[AIM OF THE EXERCISE] Below are entries; count each line that holds the word "instrument" and report the number without any other words.

◇ ◇ ◇ ◇ ◇

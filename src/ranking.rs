//! Result list ranking and best-deal flags

use crate::config::CompareConfig;
use crate::Flight;
use std::cmp::Ordering;
use tracing::debug;

const HOUR_PENALTY: f64 = 20.0;
const STOP_PENALTY: f64 = 50.0;

/// Sort cheapest first and flag best deals.
///
/// The `best_deal_count` cheapest flights are flagged, plus any non-stop
/// flight among the `direct_window` cheapest. Existing flags are reset.
pub fn mark_best_deals(flights: &mut [Flight], config: &CompareConfig) {
    if flights.is_empty() {
        return;
    }

    flights.sort_by(|a, b| {
        a.price_or_default()
            .partial_cmp(&b.price_or_default())
            .unwrap_or(Ordering::Equal)
    });

    for (i, flight) in flights.iter_mut().enumerate() {
        let cheap = i < config.best_deal_count;
        let direct = i < config.direct_window && flight.stops_or_default() == 0;
        flight.is_optimal = cheap || direct;
    }

    debug!(
        flagged = flights.iter().filter(|f| f.is_optimal).count(),
        total = flights.len(),
        "Best deals marked"
    );
}

/// Lower-is-better cost of travel: price plus penalties per hour and per stop
pub fn travel_cost_index(flight: &Flight) -> f64 {
    flight.price_or_default()
        + flight.duration_hours() * HOUR_PENALTY
        + f64::from(flight.stops_or_default()) * STOP_PENALTY
}

/// Stable sort by [`travel_cost_index`], best first
pub fn rank_by_travel_cost(flights: &mut [Flight]) {
    flights.sort_by(|a, b| {
        travel_cost_index(a)
            .partial_cmp(&travel_cost_index(b))
            .unwrap_or(Ordering::Equal)
    });
}
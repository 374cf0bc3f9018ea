//! Comparison configuration
//!
//! All fields have defaults, so an empty JSON object (or no file at all) is a
//! valid configuration.

use crate::scoring::ScoringWeights;
use crate::{CompareError, DEFAULT_CURRENCY};
use serde::{Deserialize, Serialize};
use std::path::Path;
use tracing::{debug, info};

#[derive(Debug, Clone, PartialEq, Serialize, Deserialize)]
#[serde(default)]
pub struct CompareConfig {
    /// Currency code assumed for records that carry none
    pub default_currency: String,
    /// Price / convenience blend for the composite value score
    pub weights: ScoringWeights,
    /// How many of the cheapest flights are flagged as best deals
    pub best_deal_count: usize,
    /// Non-stop flights within this many cheapest are also flagged
    pub direct_window: usize,
}

impl Default for CompareConfig {
    fn default() -> Self {
        Self {
            default_currency: DEFAULT_CURRENCY.to_string(),
            weights: ScoringWeights::default(),
            best_deal_count: 3,
            direct_window: 5,
        }
    }
}

impl CompareConfig {
    /// Parse and validate a configuration from JSON text
    pub fn from_json_str(json: &str) -> Result<Self, CompareError> {
        let config: CompareConfig = serde_json::from_str(json)?;
        config.validate()
    }

    /// Load and validate a configuration file
    pub fn from_file(path: impl AsRef<Path>) -> Result<Self, CompareError> {
        let path = path.as_ref();
        debug!(path = %path.display(), "Loading comparison config");
        let text = std::fs::read_to_string(path)?;
        let config = Self::from_json_str(&text)?;
        info!(
            path = %path.display(),
            default_currency = %config.default_currency,
            price_weight = config.weights.price,
            convenience_weight = config.weights.convenience,
            "Comparison config loaded"
        );
        Ok(config)
    }

    /// Check invariants and normalize the weights
    pub fn validate(mut self) -> Result<Self, CompareError> {
        let currency = self.default_currency.trim().to_uppercase();
        if currency.is_empty() {
            return Err(CompareError::InvalidInput(
                "default_currency must not be empty".to_string(),
            ));
        }
        self.default_currency = currency;
        self.weights = self.weights.normalized()?;
        Ok(self)
    }
}
//! Itinerary and cost summary for the selected flights

use crate::config::CompareConfig;
use crate::display::{format_date_display, format_price, format_time_display};
use crate::duration::{format_iso_duration, split_hours};
use crate::selection::SelectionStore;
use crate::Flight;
use serde::Serialize;
use std::collections::BTreeMap;
use tracing::{info, instrument};

/// One leg of an itinerary, pre-formatted for display
#[derive(Debug, Clone, PartialEq, Serialize)]
pub struct ItineraryLeg {
    pub id: Option<String>,
    pub label: String,
    pub route: String,
    pub date: String,
    pub departure_time: String,
    pub arrival_time: String,
    pub duration: String,
    pub stops: u32,
    pub price: String,
    pub booking_link: Option<String>,
}

/// Selected flights with totals. Totals are kept per currency, never converted.
#[derive(Debug, Clone, PartialEq, Serialize)]
pub struct Itinerary {
    pub legs: Vec<ItineraryLeg>,
    pub totals: BTreeMap<String, f64>,
    pub formatted_totals: Vec<String>,
    pub total_hours: f64,
    pub total_duration: String,
    pub total_stops: u32,
}

impl Itinerary {
    /// Build an itinerary from flights in travel order
    #[instrument(level = "debug", skip(flights), fields(count = flights.len()))]
    pub fn build(flights: &[Flight], default_currency: &str) -> Self {
        let mut totals: BTreeMap<String, f64> = BTreeMap::new();
        let mut total_hours = 0.0;
        let mut total_stops = 0;

        let legs = flights
            .iter()
            .map(|flight| {
                let currency = flight.currency_or(default_currency).to_uppercase();
                let price = flight.price_or_default();
                let hours = flight.duration_hours();
                let stops = flight.stops_or_default();

                *totals.entry(currency.clone()).or_insert(0.0) += price;
                total_hours += hours;
                total_stops += stops;

                ItineraryLeg {
                    id: flight.selection_id().map(str::to_string),
                    label: flight.display_label(),
                    route: format!("{} → {}", flight.departure_airport, flight.arrival_airport),
                    date: flight
                        .departure_date
                        .as_deref()
                        .map(format_date_display)
                        .unwrap_or_default(),
                    departure_time: format_time_display(&flight.departure_time),
                    arrival_time: format_time_display(&flight.arrival_time),
                    duration: flight
                        .duration
                        .as_deref()
                        .map(format_iso_duration)
                        .unwrap_or_else(|| "N/A".to_string()),
                    stops,
                    price: format_price(price, &currency),
                    booking_link: flight.booking_link.clone(),
                }
            })
            .collect::<Vec<_>>();

        let formatted_totals = totals
            .iter()
            .map(|(currency, amount)| format_price(*amount, currency))
            .collect();
        let (h, m) = split_hours(total_hours);

        info!(
            legs = legs.len(),
            currencies = totals.len(),
            total_hours,
            "Itinerary built"
        );

        Self {
            legs,
            totals,
            formatted_totals,
            total_hours,
            total_duration: format!("{}h {}m", h, m),
            total_stops,
        }
    }

    /// Build an itinerary from the current selection, in selection order
    pub fn from_selection(selection: &SelectionStore, config: &CompareConfig) -> Self {
        Self::build(selection.all(), &config.default_currency)
    }

    pub fn is_empty(&self) -> bool {
        self.legs.is_empty()
    }
}

#[cfg(test)]
mod tests {
    use super::*;

    fn flight(id: &str, price: f64, currency: Option<&str>, duration: &str, stops: u32) -> Flight {
        Flight {
            id: Some(id.to_string()),
            airline: "Delta Airlines".to_string(),
            flight_number: format!("DL{}", id),
            departure_airport: "LAX".to_string(),
            arrival_airport: "JFK".to_string(),
            departure_date: Some("2025-08-15".to_string()),
            duration: Some(duration.to_string()),
            price: Some(price),
            currency: currency.map(str::to_string),
            stops: Some(stops),
            ..Default::default()
        }
    }

    #[test]
    fn test_build_totals() {
        let flights = vec![
            flight("1", 250.0, None, "5h 30m", 0),
            flight("2", 199.5, Some("USD"), "PT6H15M", 1),
        ];
        let itinerary = Itinerary::build(&flights, "USD");

        assert_eq!(itinerary.legs.len(), 2);
        assert_eq!(itinerary.totals.get("USD"), Some(&449.5));
        assert_eq!(itinerary.formatted_totals, vec!["$449.50".to_string()]);
        assert_eq!(itinerary.total_duration, "11h 45m");
        assert_eq!(itinerary.total_stops, 1);

        let leg = &itinerary.legs[0];
        assert_eq!(leg.label, "Delta Airlines DL1");
        assert_eq!(leg.route, "LAX → JFK");
        assert_eq!(leg.date, "Aug 15, 2025");
        assert_eq!(leg.price, "$250");
        assert_eq!(leg.duration, "5h 30m");
        assert_eq!(itinerary.legs[1].duration, "6h 15m");
    }

    #[test]
    fn test_leg_display_formatting() {
        let mut coded = flight("7", 300.0, None, "PT7H5M", 0);
        coded.airline = "UA".to_string();
        coded.flight_number = "UA7".to_string();
        coded.departure_time = "2025-08-15T07:05:00".to_string();
        coded.arrival_time = "2025-08-15T14:10:00-04:00".to_string();

        let mut bare = flight("8", 100.0, None, "", 0);
        bare.duration = None;

        let itinerary = Itinerary::build(&[coded, bare], "USD");
        let leg = &itinerary.legs[0];
        assert_eq!(leg.label, "United Airlines UA7");
        assert_eq!(leg.departure_time, "07:05 AM");
        assert_eq!(leg.arrival_time, "02:10 PM");
        assert_eq!(leg.duration, "7h 5m");

        let leg = &itinerary.legs[1];
        assert_eq!(leg.departure_time, "N/A");
        assert_eq!(leg.arrival_time, "N/A");
        assert_eq!(leg.duration, "N/A");
    }

    #[test]
    fn test_totals_per_currency() {
        let flights = vec![
            flight("1", 100.0, Some("eur"), "1h", 0),
            flight("2", 80.0, Some("GBP"), "1h", 0),
            flight("3", 50.0, Some("EUR"), "1h", 0),
        ];
        let itinerary = Itinerary::build(&flights, "USD");
        assert_eq!(itinerary.totals.len(), 2);
        assert_eq!(itinerary.totals.get("EUR"), Some(&150.0));
        assert_eq!(
            itinerary.formatted_totals,
            vec!["€150".to_string(), "£80".to_string()]
        );
    }

    #[test]
    fn test_from_selection() {
        let mut selection = SelectionStore::new();
        assert!(Itinerary::from_selection(&selection, &CompareConfig::default()).is_empty());

        selection.toggle(flight("2", 120.0, None, "2h", 0));
        selection.toggle(flight("1", 80.0, None, "1h", 0));
        let itinerary = Itinerary::from_selection(&selection, &CompareConfig::default());
        let ids: Vec<_> = itinerary.legs.iter().filter_map(|l| l.id.as_deref()).collect();
        assert_eq!(ids, vec!["2", "1"]);
        assert_eq!(itinerary.totals.get("USD"), Some(&200.0));
    }
}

◇ ◇ ◇ ◇ ◇

[EXERCISE RESULT] 2